How to complete this task: Write out the stretch of lines below that begins at the line with "fridge-ri library interface" and ends at the line with "use crate::config::Config;", including both, exactly as given and nothing more.

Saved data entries
==========

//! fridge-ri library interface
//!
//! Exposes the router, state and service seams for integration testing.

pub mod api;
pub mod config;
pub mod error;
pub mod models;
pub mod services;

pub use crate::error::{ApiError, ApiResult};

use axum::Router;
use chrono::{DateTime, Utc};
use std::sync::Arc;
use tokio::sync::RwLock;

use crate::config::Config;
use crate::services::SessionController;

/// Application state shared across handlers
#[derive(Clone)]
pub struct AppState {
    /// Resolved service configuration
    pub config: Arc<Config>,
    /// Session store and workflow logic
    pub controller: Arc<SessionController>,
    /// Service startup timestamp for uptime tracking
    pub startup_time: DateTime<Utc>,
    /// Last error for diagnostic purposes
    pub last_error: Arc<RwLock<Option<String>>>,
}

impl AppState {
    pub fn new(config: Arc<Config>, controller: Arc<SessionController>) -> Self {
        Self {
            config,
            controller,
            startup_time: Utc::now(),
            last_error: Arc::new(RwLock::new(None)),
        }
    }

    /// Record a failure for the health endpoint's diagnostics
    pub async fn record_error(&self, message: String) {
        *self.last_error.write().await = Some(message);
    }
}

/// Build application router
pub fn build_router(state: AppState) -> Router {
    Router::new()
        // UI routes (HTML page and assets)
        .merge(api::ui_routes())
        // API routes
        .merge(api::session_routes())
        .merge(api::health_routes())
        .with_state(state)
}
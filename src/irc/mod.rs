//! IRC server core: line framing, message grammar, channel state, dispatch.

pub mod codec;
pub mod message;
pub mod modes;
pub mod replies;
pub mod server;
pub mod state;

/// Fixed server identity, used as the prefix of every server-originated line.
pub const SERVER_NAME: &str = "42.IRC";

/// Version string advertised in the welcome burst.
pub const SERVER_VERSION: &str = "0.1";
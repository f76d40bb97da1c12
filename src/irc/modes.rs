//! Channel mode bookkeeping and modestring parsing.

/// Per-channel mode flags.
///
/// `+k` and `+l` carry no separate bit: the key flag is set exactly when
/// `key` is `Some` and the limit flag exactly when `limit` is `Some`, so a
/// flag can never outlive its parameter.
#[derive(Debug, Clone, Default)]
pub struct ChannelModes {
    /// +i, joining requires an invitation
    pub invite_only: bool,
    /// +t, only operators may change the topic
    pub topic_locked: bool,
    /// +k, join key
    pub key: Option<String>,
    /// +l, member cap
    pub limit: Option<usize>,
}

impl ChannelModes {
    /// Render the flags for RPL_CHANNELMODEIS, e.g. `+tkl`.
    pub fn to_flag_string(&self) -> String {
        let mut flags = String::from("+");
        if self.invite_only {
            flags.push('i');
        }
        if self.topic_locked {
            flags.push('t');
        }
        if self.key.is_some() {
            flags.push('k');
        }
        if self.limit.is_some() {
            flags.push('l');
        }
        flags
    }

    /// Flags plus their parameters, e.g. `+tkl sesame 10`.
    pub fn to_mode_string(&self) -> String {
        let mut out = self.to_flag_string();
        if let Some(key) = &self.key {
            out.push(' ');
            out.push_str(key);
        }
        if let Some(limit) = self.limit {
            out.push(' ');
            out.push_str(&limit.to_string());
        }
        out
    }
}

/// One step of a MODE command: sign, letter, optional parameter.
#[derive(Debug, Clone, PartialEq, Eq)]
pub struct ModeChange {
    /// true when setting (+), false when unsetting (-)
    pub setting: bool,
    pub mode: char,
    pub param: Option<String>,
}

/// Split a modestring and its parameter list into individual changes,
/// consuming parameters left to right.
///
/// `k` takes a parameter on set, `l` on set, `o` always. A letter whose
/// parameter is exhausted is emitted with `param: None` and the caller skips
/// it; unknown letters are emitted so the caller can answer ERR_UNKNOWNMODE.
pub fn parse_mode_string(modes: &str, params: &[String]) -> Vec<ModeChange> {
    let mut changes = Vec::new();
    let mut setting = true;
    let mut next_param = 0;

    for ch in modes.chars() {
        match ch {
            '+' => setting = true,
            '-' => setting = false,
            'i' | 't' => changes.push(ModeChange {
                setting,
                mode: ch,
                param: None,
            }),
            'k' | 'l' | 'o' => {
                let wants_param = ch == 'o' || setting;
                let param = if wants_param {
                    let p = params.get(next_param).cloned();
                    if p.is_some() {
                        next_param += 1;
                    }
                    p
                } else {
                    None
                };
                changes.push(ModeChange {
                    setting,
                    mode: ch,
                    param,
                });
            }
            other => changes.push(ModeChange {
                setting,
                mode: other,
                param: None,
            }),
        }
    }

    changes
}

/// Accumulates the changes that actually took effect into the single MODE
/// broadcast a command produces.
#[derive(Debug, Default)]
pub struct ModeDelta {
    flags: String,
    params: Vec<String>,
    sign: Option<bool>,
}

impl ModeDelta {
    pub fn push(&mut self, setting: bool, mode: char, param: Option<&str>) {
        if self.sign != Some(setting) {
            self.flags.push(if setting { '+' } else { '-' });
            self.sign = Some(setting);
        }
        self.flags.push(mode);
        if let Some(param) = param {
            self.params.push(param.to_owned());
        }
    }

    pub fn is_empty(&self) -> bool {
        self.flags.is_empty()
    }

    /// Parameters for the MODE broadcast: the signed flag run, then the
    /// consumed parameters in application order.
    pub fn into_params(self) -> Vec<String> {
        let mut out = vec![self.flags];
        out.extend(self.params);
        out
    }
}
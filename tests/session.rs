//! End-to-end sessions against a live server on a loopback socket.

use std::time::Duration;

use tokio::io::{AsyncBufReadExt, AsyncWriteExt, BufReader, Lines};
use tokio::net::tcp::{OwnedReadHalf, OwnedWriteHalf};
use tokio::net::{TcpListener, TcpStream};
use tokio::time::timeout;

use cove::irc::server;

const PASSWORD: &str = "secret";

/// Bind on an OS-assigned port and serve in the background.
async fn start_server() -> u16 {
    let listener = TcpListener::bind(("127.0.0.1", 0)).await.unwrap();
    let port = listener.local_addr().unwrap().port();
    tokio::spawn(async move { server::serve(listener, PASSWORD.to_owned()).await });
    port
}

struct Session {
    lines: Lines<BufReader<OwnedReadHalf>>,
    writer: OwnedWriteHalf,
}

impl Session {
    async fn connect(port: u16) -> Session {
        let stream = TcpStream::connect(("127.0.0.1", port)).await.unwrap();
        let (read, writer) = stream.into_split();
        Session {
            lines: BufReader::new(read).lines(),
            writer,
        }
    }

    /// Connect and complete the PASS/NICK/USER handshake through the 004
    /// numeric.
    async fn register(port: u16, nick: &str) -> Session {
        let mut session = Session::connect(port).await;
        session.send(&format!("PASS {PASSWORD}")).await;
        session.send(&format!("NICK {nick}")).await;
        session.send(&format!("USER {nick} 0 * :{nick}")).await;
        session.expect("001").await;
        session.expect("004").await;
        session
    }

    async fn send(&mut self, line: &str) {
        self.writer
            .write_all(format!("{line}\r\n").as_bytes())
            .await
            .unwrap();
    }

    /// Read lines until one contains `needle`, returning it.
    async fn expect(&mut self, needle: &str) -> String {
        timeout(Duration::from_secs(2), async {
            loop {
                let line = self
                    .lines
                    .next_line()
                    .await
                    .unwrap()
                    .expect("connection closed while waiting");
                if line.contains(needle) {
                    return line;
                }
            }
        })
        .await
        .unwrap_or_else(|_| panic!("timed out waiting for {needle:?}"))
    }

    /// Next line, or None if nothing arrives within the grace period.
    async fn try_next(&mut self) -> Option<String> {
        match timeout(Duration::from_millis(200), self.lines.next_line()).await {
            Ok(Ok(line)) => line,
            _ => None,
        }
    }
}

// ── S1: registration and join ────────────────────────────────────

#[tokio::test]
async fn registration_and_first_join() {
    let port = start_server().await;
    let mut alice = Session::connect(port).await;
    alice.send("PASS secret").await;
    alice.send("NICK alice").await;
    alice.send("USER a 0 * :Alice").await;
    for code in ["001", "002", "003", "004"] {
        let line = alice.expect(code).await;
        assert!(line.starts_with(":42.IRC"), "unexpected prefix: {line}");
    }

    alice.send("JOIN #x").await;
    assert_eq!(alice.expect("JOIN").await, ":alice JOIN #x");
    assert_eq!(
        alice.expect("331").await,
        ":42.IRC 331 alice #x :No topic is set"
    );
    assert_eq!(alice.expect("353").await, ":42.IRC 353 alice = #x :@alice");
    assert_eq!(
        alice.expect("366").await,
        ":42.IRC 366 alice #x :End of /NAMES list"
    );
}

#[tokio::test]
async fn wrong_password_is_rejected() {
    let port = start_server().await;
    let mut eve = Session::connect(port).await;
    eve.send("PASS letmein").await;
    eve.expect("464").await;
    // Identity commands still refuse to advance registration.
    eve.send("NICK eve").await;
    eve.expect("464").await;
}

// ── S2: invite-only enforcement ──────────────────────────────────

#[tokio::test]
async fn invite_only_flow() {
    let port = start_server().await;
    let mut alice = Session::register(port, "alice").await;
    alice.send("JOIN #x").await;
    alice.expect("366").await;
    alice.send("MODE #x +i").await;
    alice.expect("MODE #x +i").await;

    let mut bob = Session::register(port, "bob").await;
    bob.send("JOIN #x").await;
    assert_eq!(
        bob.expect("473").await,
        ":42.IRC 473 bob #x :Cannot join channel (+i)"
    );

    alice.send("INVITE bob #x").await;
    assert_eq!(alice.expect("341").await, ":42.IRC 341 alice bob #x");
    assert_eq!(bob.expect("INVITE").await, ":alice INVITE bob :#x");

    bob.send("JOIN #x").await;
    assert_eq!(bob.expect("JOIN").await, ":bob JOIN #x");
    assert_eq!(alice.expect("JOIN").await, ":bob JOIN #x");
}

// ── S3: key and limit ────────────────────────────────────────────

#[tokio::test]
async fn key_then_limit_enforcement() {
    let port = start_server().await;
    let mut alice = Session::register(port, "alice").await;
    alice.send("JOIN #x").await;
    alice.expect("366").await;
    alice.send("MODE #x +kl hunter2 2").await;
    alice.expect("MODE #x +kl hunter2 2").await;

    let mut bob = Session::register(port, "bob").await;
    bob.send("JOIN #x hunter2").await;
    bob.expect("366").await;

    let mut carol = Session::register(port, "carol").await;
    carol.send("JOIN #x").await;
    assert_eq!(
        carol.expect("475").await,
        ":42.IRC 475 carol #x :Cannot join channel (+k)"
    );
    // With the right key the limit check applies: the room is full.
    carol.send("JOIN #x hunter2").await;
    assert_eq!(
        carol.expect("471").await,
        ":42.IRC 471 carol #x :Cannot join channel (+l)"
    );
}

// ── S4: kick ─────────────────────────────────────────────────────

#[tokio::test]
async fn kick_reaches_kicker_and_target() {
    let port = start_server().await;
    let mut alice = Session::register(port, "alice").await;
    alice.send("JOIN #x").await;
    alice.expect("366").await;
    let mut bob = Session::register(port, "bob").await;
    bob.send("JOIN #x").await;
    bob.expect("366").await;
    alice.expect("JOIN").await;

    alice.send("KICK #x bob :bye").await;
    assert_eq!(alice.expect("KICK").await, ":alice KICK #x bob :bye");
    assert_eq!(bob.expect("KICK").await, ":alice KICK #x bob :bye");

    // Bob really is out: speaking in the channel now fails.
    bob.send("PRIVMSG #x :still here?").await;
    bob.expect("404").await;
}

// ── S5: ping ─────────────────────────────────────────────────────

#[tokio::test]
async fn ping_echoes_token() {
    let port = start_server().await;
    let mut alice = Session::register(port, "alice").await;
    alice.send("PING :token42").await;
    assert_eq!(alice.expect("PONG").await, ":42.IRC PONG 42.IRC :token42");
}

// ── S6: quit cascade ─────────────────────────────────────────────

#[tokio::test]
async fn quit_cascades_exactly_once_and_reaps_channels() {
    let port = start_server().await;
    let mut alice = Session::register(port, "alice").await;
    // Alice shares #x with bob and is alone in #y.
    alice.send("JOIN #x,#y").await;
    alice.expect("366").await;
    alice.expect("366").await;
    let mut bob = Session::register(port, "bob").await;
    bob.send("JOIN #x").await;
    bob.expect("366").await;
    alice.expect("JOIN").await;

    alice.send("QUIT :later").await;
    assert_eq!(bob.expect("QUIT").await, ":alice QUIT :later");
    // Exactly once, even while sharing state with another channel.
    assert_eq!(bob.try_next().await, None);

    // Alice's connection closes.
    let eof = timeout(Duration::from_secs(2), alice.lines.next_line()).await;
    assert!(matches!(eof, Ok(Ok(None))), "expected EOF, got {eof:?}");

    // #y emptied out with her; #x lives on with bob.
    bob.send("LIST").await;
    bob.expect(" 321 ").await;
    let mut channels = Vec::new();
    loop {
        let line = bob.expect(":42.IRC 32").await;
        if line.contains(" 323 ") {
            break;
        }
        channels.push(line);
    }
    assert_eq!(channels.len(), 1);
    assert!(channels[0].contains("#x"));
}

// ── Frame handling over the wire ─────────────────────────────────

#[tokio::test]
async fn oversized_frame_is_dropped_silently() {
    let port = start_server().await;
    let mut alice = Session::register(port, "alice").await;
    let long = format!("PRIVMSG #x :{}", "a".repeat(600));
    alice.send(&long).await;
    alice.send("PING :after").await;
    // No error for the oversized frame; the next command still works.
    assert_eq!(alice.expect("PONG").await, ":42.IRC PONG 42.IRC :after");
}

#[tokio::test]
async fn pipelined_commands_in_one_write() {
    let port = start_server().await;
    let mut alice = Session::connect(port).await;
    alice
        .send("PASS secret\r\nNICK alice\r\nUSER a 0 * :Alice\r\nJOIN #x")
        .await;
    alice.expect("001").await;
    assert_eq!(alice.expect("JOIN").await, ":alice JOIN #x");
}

==========

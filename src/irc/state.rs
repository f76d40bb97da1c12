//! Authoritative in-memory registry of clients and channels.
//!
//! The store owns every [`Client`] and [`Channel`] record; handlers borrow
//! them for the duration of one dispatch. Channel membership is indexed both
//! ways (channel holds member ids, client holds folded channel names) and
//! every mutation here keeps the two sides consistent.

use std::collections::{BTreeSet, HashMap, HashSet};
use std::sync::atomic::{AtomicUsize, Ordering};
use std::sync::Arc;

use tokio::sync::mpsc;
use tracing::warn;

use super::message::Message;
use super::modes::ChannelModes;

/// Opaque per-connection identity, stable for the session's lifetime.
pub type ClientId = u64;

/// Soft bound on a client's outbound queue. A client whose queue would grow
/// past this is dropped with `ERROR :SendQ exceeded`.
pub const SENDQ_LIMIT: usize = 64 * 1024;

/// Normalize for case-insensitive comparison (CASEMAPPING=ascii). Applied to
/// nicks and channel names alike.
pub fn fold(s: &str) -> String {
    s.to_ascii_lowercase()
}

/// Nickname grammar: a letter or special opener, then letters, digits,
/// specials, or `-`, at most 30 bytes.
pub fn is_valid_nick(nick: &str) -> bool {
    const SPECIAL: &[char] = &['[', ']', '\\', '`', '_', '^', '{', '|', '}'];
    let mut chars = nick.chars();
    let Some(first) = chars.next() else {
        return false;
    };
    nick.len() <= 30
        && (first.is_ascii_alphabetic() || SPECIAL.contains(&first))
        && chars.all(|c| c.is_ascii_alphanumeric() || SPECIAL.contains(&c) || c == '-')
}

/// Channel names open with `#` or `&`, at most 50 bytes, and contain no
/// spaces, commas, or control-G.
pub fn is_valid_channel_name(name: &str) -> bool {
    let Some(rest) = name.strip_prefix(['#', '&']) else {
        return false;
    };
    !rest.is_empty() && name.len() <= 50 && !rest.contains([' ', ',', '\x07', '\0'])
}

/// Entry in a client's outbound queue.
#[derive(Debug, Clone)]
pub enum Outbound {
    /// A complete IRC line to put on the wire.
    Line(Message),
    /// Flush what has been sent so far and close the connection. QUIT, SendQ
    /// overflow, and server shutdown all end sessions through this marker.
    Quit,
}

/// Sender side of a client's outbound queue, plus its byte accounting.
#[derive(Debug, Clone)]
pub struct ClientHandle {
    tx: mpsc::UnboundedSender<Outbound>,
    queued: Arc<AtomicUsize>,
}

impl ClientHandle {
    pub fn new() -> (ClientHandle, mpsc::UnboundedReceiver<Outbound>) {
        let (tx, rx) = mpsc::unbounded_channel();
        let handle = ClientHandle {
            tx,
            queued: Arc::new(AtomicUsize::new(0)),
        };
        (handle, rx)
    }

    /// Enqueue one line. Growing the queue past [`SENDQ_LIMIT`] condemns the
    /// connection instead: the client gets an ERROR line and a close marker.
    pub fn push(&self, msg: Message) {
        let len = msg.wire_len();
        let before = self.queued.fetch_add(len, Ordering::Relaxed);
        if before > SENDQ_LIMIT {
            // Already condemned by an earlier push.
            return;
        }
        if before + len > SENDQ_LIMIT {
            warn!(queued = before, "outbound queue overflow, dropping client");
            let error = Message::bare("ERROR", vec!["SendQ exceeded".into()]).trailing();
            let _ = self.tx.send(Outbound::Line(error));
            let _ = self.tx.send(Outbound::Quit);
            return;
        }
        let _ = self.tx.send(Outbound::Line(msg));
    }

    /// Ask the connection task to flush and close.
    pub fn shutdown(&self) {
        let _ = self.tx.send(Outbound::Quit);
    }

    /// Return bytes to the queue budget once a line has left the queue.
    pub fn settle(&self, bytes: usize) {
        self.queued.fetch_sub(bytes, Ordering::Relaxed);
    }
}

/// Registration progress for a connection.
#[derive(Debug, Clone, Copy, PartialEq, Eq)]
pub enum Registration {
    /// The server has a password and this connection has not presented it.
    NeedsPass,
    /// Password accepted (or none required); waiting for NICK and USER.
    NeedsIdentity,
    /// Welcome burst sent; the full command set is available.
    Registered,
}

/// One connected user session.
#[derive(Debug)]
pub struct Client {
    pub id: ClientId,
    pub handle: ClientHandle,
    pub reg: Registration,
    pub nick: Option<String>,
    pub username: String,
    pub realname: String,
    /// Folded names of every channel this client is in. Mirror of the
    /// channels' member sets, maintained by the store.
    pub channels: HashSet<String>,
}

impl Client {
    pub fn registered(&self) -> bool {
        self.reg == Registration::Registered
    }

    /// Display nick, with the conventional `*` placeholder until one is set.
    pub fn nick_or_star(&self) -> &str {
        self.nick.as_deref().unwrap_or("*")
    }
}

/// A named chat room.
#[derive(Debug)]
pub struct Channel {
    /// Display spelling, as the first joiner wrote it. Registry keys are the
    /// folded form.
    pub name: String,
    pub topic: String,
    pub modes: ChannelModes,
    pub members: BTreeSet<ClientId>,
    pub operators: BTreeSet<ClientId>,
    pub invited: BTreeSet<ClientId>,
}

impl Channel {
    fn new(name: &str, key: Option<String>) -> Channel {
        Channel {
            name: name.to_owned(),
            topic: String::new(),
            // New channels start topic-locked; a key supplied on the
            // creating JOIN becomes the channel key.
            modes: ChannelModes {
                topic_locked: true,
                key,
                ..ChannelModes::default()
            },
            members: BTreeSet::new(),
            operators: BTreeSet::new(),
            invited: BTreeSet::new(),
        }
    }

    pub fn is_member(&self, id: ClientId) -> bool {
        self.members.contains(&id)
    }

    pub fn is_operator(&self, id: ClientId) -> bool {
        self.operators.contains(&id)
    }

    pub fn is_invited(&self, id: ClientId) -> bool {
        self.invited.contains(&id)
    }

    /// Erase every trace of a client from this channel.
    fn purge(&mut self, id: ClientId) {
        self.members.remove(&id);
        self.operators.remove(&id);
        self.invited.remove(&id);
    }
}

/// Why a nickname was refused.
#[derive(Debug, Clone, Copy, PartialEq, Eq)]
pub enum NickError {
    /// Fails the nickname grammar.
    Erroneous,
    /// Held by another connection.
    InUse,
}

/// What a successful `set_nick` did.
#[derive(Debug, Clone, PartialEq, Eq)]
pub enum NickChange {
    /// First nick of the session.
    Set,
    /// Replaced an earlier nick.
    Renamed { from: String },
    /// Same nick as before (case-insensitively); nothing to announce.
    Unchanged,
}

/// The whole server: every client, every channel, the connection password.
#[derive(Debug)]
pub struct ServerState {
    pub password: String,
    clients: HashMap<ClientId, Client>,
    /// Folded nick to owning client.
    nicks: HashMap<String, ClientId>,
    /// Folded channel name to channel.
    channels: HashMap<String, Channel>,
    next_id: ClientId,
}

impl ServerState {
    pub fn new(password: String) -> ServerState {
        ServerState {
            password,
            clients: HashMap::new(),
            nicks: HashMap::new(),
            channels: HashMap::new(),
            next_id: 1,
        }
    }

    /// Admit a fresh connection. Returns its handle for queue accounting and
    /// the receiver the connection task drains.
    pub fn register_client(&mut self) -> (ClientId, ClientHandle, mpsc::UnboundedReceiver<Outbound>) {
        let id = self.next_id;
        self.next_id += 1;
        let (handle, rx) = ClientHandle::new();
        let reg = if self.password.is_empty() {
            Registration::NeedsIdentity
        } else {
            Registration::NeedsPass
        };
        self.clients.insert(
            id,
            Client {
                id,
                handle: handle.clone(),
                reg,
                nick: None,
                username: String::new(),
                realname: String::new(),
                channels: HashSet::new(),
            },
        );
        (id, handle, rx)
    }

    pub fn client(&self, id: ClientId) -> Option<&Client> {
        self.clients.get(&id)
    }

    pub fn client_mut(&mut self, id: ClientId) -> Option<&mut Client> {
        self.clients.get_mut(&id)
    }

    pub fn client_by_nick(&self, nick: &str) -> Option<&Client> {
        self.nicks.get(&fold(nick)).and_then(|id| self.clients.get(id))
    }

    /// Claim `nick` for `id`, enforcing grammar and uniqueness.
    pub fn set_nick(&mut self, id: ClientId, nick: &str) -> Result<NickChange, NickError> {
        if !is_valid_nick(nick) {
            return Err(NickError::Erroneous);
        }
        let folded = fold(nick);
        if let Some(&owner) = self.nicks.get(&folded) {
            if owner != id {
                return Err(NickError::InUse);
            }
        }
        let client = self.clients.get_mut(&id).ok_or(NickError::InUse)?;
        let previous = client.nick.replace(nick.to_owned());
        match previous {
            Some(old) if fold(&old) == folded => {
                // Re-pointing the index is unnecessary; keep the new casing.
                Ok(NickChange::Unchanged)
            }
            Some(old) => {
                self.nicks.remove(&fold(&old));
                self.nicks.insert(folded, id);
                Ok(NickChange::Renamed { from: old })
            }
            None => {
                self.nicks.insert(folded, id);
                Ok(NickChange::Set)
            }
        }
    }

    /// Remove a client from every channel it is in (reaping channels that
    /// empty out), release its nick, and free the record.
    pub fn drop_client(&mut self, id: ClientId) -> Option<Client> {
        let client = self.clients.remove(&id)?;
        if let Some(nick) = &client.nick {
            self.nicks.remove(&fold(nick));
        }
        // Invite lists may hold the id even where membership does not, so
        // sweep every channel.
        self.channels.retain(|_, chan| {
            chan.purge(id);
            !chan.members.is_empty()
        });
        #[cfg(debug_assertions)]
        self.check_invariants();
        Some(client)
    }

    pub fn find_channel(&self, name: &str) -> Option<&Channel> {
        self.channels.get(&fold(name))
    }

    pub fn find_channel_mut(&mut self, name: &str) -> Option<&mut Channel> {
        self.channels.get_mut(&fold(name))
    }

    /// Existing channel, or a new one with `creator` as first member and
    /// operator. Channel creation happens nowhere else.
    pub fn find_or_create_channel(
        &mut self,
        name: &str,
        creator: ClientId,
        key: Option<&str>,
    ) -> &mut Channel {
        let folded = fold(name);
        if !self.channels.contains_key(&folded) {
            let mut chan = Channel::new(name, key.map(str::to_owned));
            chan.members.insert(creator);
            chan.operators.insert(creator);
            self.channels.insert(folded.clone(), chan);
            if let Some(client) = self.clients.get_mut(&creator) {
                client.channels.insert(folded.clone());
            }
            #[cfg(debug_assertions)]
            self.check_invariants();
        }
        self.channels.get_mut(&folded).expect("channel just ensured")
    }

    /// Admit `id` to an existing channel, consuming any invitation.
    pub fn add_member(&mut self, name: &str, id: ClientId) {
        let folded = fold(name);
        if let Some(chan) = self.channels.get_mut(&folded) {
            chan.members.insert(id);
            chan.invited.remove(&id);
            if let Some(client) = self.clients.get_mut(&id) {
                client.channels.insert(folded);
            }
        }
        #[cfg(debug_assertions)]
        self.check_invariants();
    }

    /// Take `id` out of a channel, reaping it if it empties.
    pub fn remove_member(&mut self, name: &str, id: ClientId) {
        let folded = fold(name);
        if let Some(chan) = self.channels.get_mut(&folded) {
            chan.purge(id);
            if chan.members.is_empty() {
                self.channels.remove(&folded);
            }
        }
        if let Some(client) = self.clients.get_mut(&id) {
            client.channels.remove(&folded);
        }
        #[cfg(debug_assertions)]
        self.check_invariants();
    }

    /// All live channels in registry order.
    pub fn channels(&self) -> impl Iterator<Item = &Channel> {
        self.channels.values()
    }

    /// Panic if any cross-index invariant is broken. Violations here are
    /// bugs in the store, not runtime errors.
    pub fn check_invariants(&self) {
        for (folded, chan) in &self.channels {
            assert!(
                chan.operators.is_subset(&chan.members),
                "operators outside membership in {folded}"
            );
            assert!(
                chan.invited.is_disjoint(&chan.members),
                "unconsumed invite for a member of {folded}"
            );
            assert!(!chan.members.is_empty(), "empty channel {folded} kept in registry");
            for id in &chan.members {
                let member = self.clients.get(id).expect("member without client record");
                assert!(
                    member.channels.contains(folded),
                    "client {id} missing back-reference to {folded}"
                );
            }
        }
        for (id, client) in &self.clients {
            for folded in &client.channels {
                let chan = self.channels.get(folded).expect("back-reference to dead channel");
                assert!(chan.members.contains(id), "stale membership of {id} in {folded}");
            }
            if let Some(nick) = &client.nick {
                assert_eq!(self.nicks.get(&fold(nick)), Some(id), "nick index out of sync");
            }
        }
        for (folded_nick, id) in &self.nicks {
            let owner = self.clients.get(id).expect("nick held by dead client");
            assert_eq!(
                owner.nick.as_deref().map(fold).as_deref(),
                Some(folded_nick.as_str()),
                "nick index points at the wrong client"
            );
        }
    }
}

==========

Answer:
//! fridge-ri library interface
//!
//! Exposes the router, state and service seams for integration testing.

pub mod api;
pub mod config;
pub mod error;
pub mod models;
pub mod services;

pub use crate::error::{ApiError, ApiResult};

use axum::Router;
use chrono::{DateTime, Utc};
use std::sync::Arc;
use tokio::sync::RwLock;

use crate::config::Config;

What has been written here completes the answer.